[Excerpts from a dataset]
Content starts

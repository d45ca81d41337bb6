//! Port for per-listing team invites.
use async_trait::async_trait;

use crate::domain::{Email, ListingId, TeamInvite};

use super::define_port_error;

define_port_error! {
    /// Persistence errors raised by team invite repository adapters.
    pub enum TeamInvitePersistenceError {
        /// Repository connection could not be established.
        Connection { message: String } => ServiceUnavailable,
            "team invite repository connection failed: {message}",
        /// Query or mutation failed during execution.
        Query { message: String } => InternalError,
            "team invite repository query failed: {message}",
        /// The `(listing, email)` pair already has an invite.
        Duplicate { listing_id: String, email: String } => StateConflict,
            "{email} is already invited to {listing_id}",
    }
}

#[cfg_attr(test, mockall::automock)]
#[async_trait]
pub trait TeamInviteRepository: Send + Sync {
    /// Insert an invite, failing with `Duplicate` when the pair exists.
    async fn insert(&self, invite: &TeamInvite) -> Result<(), TeamInvitePersistenceError>;

    /// Replace an existing invite keyed by `(listing_id, email)`.
    async fn update(&self, invite: &TeamInvite) -> Result<(), TeamInvitePersistenceError>;

    async fn find(
        &self,
        listing_id: &ListingId,
        email: &Email,
    ) -> Result<Option<TeamInvite>, TeamInvitePersistenceError>;

    /// Remove an invite; returns whether one existed.
    async fn remove(
        &self,
        listing_id: &ListingId,
        email: &Email,
    ) -> Result<bool, TeamInvitePersistenceError>;

    /// Invites for a listing, in insertion order.
    async fn list(
        &self,
        listing_id: &ListingId,
    ) -> Result<Vec<TeamInvite>, TeamInvitePersistenceError>;
}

Content ends

**What is needed**: Every record above belongs in the answer, reproduced exactly.

**Solution for this task**:
repository d45ca81d41337bb6
//! Port for per-listing team invites.
use async_trait::async_trait;

use crate::domain::{Email, ListingId, TeamInvite};

use super::define_port_error;

define_port_error! {
    /// Persistence errors raised by team invite repository adapters.
    pub enum TeamInvitePersistenceError {
        /// Repository connection could not be established.
        Connection { message: String } => ServiceUnavailable,
            "team invite repository connection failed: {message}",
        /// Query or mutation failed during execution.
        Query { message: String } => InternalError,
            "team invite repository query failed: {message}",
        /// The `(listing, email)` pair already has an invite.
        Duplicate { listing_id: String, email: String } => StateConflict,
            "{email} is already invited to {listing_id}",
    }
}

#[cfg_attr(test, mockall::automock)]
#[async_trait]
pub trait TeamInviteRepository: Send + Sync {
    /// Insert an invite, failing with `Duplicate` when the pair exists.
    async fn insert(&self, invite: &TeamInvite) -> Result<(), TeamInvitePersistenceError>;

    /// Replace an existing invite keyed by `(listing_id, email)`.
    async fn update(&self, invite: &TeamInvite) -> Result<(), TeamInvitePersistenceError>;

    async fn find(
        &self,
        listing_id: &ListingId,
        email: &Email,
    ) -> Result<Option<TeamInvite>, TeamInvitePersistenceError>;

    /// Remove an invite; returns whether one existed.
    async fn remove(
        &self,
        listing_id: &ListingId,
        email: &Email,
    ) -> Result<bool, TeamInvitePersistenceError>;

    /// Invites for a listing, in insertion order.
    async fn list(
        &self,
        listing_id: &ListingId,
    ) -> Result<Vec<TeamInvite>, TeamInvitePersistenceError>;
}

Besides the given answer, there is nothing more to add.